In [None]:
from google.colab import drive
drive.mount('/content/drive')

Mounted at /content/drive


# Data Initialization

In [None]:
import pandas as pd

# Load training and test data
train_data = pd.read_csv('/content/drive/MyDrive/turbofan dataset/train_FD002.txt', delim_whitespace=True, header=None)
test_data = pd.read_csv('/content/drive/MyDrive/turbofan dataset/test_FD002.txt', delim_whitespace=True, header=None)
rul_data = pd.read_csv('/content/drive/MyDrive/turbofan dataset/RUL_FD002.txt', delim_whitespace=True, header=None)

In [None]:
column_names = ["engine_id" , "time_in_cycles" , "altitude" , "mach_no" , "throttle_angle" , "fan_inlet_temp" , "LPC_outlet_temp" , "HPC_outlet_temp" , "LPT_outlet_temp" , "fan_inlet_pressure" , "bypass_duct_pressure" , "HPC_outlet_pressure" , "fan_speed" , "core_speed" , "engine_pressure_ratio" , "HPC_outlet_static_pressure" , "fuel_ps30_ratio" , "corrected_fan_speed" , "corrected_core_speed" , "bypass_ratio" , "burner_fuel_air_ratio" , "bleed_enthalpy" , "demanded_fan_speed" , "demanded_corrected_fan_speed" , "HPT_coolant_bleed" , "LPT_coolant_bleed"]
train_data.columns = column_names
test_data.columns = column_names

In [None]:
train_data['RUL'] = train_data.groupby('engine_id')['time_in_cycles'].transform(max) - train_data['time_in_cycles']

In [None]:
# pd.options.display.max_rows = 1000
# train_data['RUL'].value_counts()

# Imports

In [None]:
import pandas as pd
import numpy as np
from sklearn.naive_bayes import GaussianNB
from sklearn.preprocessing import StandardScaler, KBinsDiscretizer
from sklearn.metrics import mean_squared_error, r2_score, mean_absolute_error
from sklearn.decomposition import PCA
from sklearn.pipeline import Pipeline
from sklearn.model_selection import train_test_split

In [None]:
import pandas as pd
import numpy as np
from sklearn.svm import SVR
from sklearn.naive_bayes import GaussianNB
from sklearn.metrics import mean_squared_error, r2_score, mean_absolute_error
from sklearn.preprocessing import StandardScaler
from sklearn.model_selection import train_test_split

# Scaling and PCA

In [None]:
# Feature selection (excluding engine_id, time_in_cycles, and RUL)
features = train_data.columns.difference(['engine_id', 'time_in_cycles', 'RUL'])

# Standardize features
scaler = StandardScaler()
train_data[features] = scaler.fit_transform(train_data[features])
test_data[features] = scaler.transform(test_data[features])

In [None]:
# Feature Engineering: PCA for dimensionality reduction
pca = PCA(n_components=10)
train_data_pca = pca.fit_transform(train_data[features])
test_data_pca = pca.transform(test_data[features])

# Binning

In [None]:
# Discretize the RUL into bins
num_bins = 20  # Increase the number of bins for more granularity
kbins = KBinsDiscretizer(n_bins=num_bins, encode='ordinal', strategy='uniform')
train_data['RUL_binned'] = kbins.fit_transform(train_data[['RUL']])

# Prepare target variable
y_train_binned = train_data['RUL_binned']

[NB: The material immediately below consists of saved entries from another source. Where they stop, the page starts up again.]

//! Shared world services a unit talks to.
//!
//! Units own their per-entity collaborators (movement, combat, extraction).
//! Everything shared between units (the terrain, the economy, the HUD) is
//! passed in explicitly through [`Services`] on every call that needs it.
//! Handing out exclusive references means no two units can interleave a
//! check-and-mutate sequence on the terrain.
mod economy;
mod hud;
mod map;

pub use economy::Economy;
pub use hud::Hud;
pub use map::{MapDimensions, TerrainKind, TerrainMap, closest_tree, cut_tree};

/// Exclusive handles on the shared services for the duration of one call.
pub struct Services<'a> {
    pub map: &'a mut dyn TerrainMap,
    pub economy: &'a mut dyn Economy,
    pub hud: &'a mut dyn Hud,
}

impl<'a> Services<'a> {
    pub fn new(
        map: &'a mut dyn TerrainMap,
        economy: &'a mut dyn Economy,
        hud: &'a mut dyn Hud,
    ) -> Self {
        Self { map, economy, hud }
    }
}
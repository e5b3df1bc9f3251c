//! Unit template loader.

use std::collections::BTreeSet;
use std::path::Path;

use crate::loaders::{LoadResult, read_file};
use crate::units::UnitTemplate;

/// Loader for unit templates from RON files.
pub struct UnitLoader;

impl UnitLoader {
    /// Load unit templates from a RON file.
    ///
    /// RON format: `Vec<UnitTemplate>`
    pub fn load(path: &Path) -> LoadResult<Vec<UnitTemplate>> {
        let content = read_file(path)?;
        Self::parse(&content)
            .map_err(|e| anyhow::anyhow!("Invalid unit templates {}: {}", path.display(), e))
    }

    pub fn parse(content: &str) -> LoadResult<Vec<UnitTemplate>> {
        let templates: Vec<UnitTemplate> = ron::from_str(content)
            .map_err(|e| anyhow::anyhow!("Failed to parse unit templates RON: {}", e))?;
        Self::validate(&templates)?;
        Ok(templates)
    }

    fn validate(templates: &[UnitTemplate]) -> LoadResult<()> {
        let mut names = BTreeSet::new();
        for template in templates {
            anyhow::ensure!(
                names.insert(template.name.as_str()),
                "duplicate unit template '{}'",
                template.name
            );
            anyhow::ensure!(
                template.max_health > 0,
                "unit '{}' must have health",
                template.name
            );
            anyhow::ensure!(
                template.speed > 0.0,
                "unit '{}' must have a positive speed",
                template.name
            );
            if let Some(key) = template.unknown_animations().next() {
                anyhow::bail!(
                    "unit '{}' animates unknown state '{}'",
                    template.name,
                    key
                );
            }
            if let Some(harvest) = template.harvest {
                anyhow::ensure!(
                    harvest.capacity > 0,
                    "unit '{}' harvests nothing per trip",
                    template.name
                );
            }
        }
        Ok(())
    }
}
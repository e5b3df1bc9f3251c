//! Content loaders for reading skirmish data from files.
//!
//! Every loader parses a RON/TOML file and validates it before handing it out,
//! so the runtime can trust what it gets.

pub mod config;
pub mod factory;
pub mod map;
pub mod scenario;
pub mod units;

pub use config::ConfigLoader;
pub use factory::{Content, ContentFactory};
pub use map::MapLoader;
pub use scenario::ScenarioLoader;
pub use units::UnitLoader;

use std::path::Path;

/// Common result type for loaders.
pub type LoadResult<T> = anyhow::Result<T>;

/// Helper function to read file contents.
pub(crate) fn read_file(path: &Path) -> LoadResult<String> {
    std::fs::read_to_string(path)
        .map_err(|e| anyhow::anyhow!("Failed to read file {}: {}", path.display(), e))
}
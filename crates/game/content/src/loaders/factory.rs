//! Content factory for loading a whole skirmish from a data directory.

use std::path::{Path, PathBuf};

use crate::loaders::{ConfigLoader, LoadResult, MapLoader, ScenarioLoader, UnitLoader};
use crate::map::MapLayout;
use crate::rules::RulesConfig;
use crate::scenario::Scenario;
use crate::units::UnitTemplate;

/// Everything needed to start a skirmish.
#[derive(Clone, Debug)]
pub struct Content {
    pub rules: RulesConfig,
    pub units: Vec<UnitTemplate>,
    pub map: MapLayout,
    pub scenario: Scenario,
}

/// Content factory that loads all skirmish content from a data directory.
///
/// # Directory Structure
///
/// ```text
/// data_dir/
/// ├── config.toml
/// ├── units.ron
/// ├── map.ron
/// └── scenario.ron
/// ```
pub struct ContentFactory {
    data_dir: PathBuf,
}

impl ContentFactory {
    /// Creates a new content factory pointing to a data directory.
    ///
    /// # Arguments
    ///
    /// * `data_dir` - Path to the directory containing data files
    pub fn new(data_dir: impl Into<PathBuf>) -> Self {
        Self {
            data_dir: data_dir.into(),
        }
    }

    /// Load rules from `config.toml`, or the defaults if the file is absent.
    pub fn load_config(&self) -> LoadResult<RulesConfig> {
        let path = self.data_dir.join("config.toml");
        if !path.exists() {
            return Ok(RulesConfig::default());
        }
        ConfigLoader::load(&path)
    }

    /// Load unit templates from `units.ron`.
    pub fn load_units(&self) -> LoadResult<Vec<UnitTemplate>> {
        UnitLoader::load(&self.data_dir.join("units.ron"))
    }

    /// Load the map from `map.ron`.
    pub fn load_map(&self) -> LoadResult<MapLayout> {
        MapLoader::load(&self.data_dir.join("map.ron"))
    }

    /// Load the scenario from `scenario.ron`.
    pub fn load_scenario(
        &self,
        templates: &[UnitTemplate],
        layout: &MapLayout,
    ) -> LoadResult<Scenario> {
        ScenarioLoader::load(&self.data_dir.join("scenario.ron"), templates, layout)
    }

    /// Load every file of the directory.
    pub fn load_all(&self) -> LoadResult<Content> {
        let rules = self.load_config()?;
        let units = self.load_units()?;
        let map = self.load_map()?;
        let scenario = self.load_scenario(&units, &map)?;

        Ok(Content {
            rules,
            units,
            map,
            scenario,
        })
    }

    /// Returns the data directory path.
    pub fn data_dir(&self) -> &Path {
        &self.data_dir
    }
}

# Train Gaussian Naive Bayes classifier
gnb = GaussianNB()
gnb.fit(train_data_pca, y_train_binned)

# LR

In [None]:
# Extract the last cycle for each engine in the test set
last_cycle_indices = test_data.groupby('engine_id')['time_in_cycles'].idxmax()
X_test_last_cycles = test_data.loc[last_cycle_indices, features]
X_test_last_cycles_pca = pca.transform(X_test_last_cycles)

# Predict the RUL bins for the last cycles of each engine
y_pred_binned = gnb.predict(X_test_last_cycles_pca)

# Convert the predicted bins back to continuous RUL values using the bin midpoints
bin_edges = kbins.bin_edges_[0]
bin_midpoints = (bin_edges[:-1] + bin_edges[1:]) / 2
y_pred_continuous = bin_midpoints[y_pred_binned.astype(int)]

# True RUL values from the provided RUL file
true_rul = rul_data.values.flatten()

In [None]:
# # Calculate evaluation metrics
# # for bins = 20 and pca components = 10
# mse = mean_squared_error(true_rul, y_pred_continuous)
# rmse = np.sqrt(mse)
# r2 = r2_score(true_rul, y_pred_continuous)
# mae = mean_absolute_error(true_rul, y_pred_continuous)

# print(f'Naive Bayes - Root Mean Squared Error (RMSE): {rmse}')
# print(f'Naive Bayes - R² Score: {r2}')
# print(f'Naive Bayes - Mean Absolute Error (MAE): {mae}')

Naive Bayes - Root Mean Squared Error (RMSE): 34.55778870435918
Naive Bayes - R² Score: 0.5870763389902611
Naive Bayes - Mean Absolute Error (MAE): 25.410328185328183


In [None]:
# # Calculate evaluation metrics
# # # for bins = 20 and pca components = 15
# mse = mean_squared_error(true_rul, y_pred_continuous)
# rmse = np.sqrt(mse)
# r2 = r2_score(true_rul, y_pred_continuous)
# mae = mean_absolute_error(true_rul, y_pred_continuous)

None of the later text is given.